(Aim of the exercise)
Search the entries below for the word "trafficseg" and copy every line where it appears.

▼

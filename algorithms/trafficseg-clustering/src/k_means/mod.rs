mod algorithm;
mod errors;
mod hyperparams;
mod init;

pub use algorithm::*;
pub use errors::*;
pub use hyperparams::*;
pub use init::KMeansInit;
//! `trafficseg-umap` projects traffic segments into the plane for visual inspection.
//!
//! The projection keeps points which are close in the original space close in the plane, so
//! segments of the same traffic regime show up as a group. See [`Umap`] for the algorithm and
//! [`UmapParams`] for the available settings.
mod algorithm;
mod error;
mod graph;
mod hyperparams;
mod layout;

pub use algorithm::Umap;
pub use error::{Result, UmapError};
pub use hyperparams::{UmapParams, UmapValidParams};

▲

(Expected answer)
filename algorithms/trafficseg-clustering/src/k_means/mod.rs
//! `trafficseg-umap` projects traffic segments into the plane for visual inspection.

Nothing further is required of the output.